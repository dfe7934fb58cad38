//! Outlier transactions
//!
//! Each row is described by its absolute amount, hour of day and day of
//! week. Features are standardized across the table and a row's score is its
//! largest absolute z-score. At most a tenth of the table is flagged, so a
//! noisy history cannot turn every row into an anomaly.

use chrono::{Datelike, Timelike};
use serde::{Deserialize, Serialize};

use crate::detect::round_to;
use crate::models::NormalizedTransaction;

const MIN_ROWS: usize = 10;
/// A feature this many standard deviations from the mean is unusual
const Z_THRESHOLD: f64 = 2.0;
/// Largest share of the table that may be flagged
const CONTAMINATION: f64 = 0.1;
/// Stand-ins for rows without a timestamp (midday, Thursday)
const DEFAULT_HOUR: f64 = 12.0;
const DEFAULT_DAY_OF_WEEK: f64 = 3.0;

#[derive(Debug, Clone, PartialEq, Serialize, Deserialize)]
pub struct Anomaly {
    /// Id of the flagged transaction
    pub id: String,
    /// Largest absolute z-score over the features
    pub score: f64,
    pub amount: f64,
    /// Features at or beyond the threshold ("amount", "hour", "day_of_week")
    pub unusual: Vec<String>,
}

struct Feature {
    name: &'static str,
    values: Vec<f64>,
}

impl Feature {
    /// Population z-scores; a constant feature scores zero everywhere
    fn z_scores(&self) -> Vec<f64> {
        let n = self.values.len() as f64;
        let mean = self.values.iter().sum::<f64>() / n;
        let variance = self.values.iter().map(|v| (v - mean).powi(2)).sum::<f64>() / n;
        let std_dev = variance.sqrt();

        if std_dev <= f64::EPSILON {
            return vec![0.0; self.values.len()];
        }
        self.values.iter().map(|v| (v - mean) / std_dev).collect()
    }
}

fn features(table: &[NormalizedTransaction]) -> Vec<Feature> {
    let mut features = vec![Feature {
        name: "amount",
        values: table.iter().map(|tx| tx.abs_amount).collect(),
    }];

    if table.iter().any(|tx| tx.timestamp.is_some()) {
        features.push(Feature {
            name: "hour",
            values: table
                .iter()
                .map(|tx| tx.timestamp.map_or(DEFAULT_HOUR, |ts| f64::from(ts.hour())))
                .collect(),
        });
        features.push(Feature {
            name: "day_of_week",
            values: table
                .iter()
                .map(|tx| {
                    tx.timestamp.map_or(DEFAULT_DAY_OF_WEEK, |ts| {
                        f64::from(ts.weekday().num_days_from_monday())
                    })
                })
                .collect(),
        });
    }

    features
}

/// Flag outlier rows, most unusual first; empty below ten rows
pub fn detect_anomalies(table: &[NormalizedTransaction]) -> Vec<Anomaly> {
    if table.len() < MIN_ROWS {
        return vec![];
    }

    let features = features(table);
    let z: Vec<Vec<f64>> = features.iter().map(Feature::z_scores).collect();

    let mut candidates: Vec<(usize, f64, Vec<String>)> = table
        .iter()
        .enumerate()
        .filter_map(|(i, _)| {
            let score = z.iter().map(|col| col[i].abs()).fold(0.0, f64::max);
            if score < Z_THRESHOLD {
                return None;
            }
            let unusual = features
                .iter()
                .zip(&z)
                .filter(|(_, col)| col[i].abs() >= Z_THRESHOLD)
                .map(|(feature, _)| feature.name.to_string())
                .collect();
            Some((i, score, unusual))
        })
        .collect();

    candidates.sort_by(|a, b| b.1.total_cmp(&a.1).then(a.0.cmp(&b.0)));

    let limit = (table.len() as f64 * CONTAMINATION).ceil() as usize;
    candidates.truncate(limit);

    if !candidates.is_empty() {
        tracing::debug!(flagged = candidates.len(), rows = table.len(), "Anomalies found");
    }

    candidates
        .into_iter()
        .map(|(i, score, unusual)| Anomaly {
            id: table[i].id.clone(),
            score: round_to(score, 4),
            amount: table[i].abs_amount,
            unusual,
        })
        .collect()
}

Problem to work on: Reproduce every line of the listing above in which the string "flagged" appears.

Answer space:
//! largest absolute z-score. At most a tenth of the table is flagged, so a
/// Largest share of the table that may be flagged
    /// Id of the flagged transaction
        tracing::debug!(flagged = candidates.len(), rows = table.len(), "Anomalies found");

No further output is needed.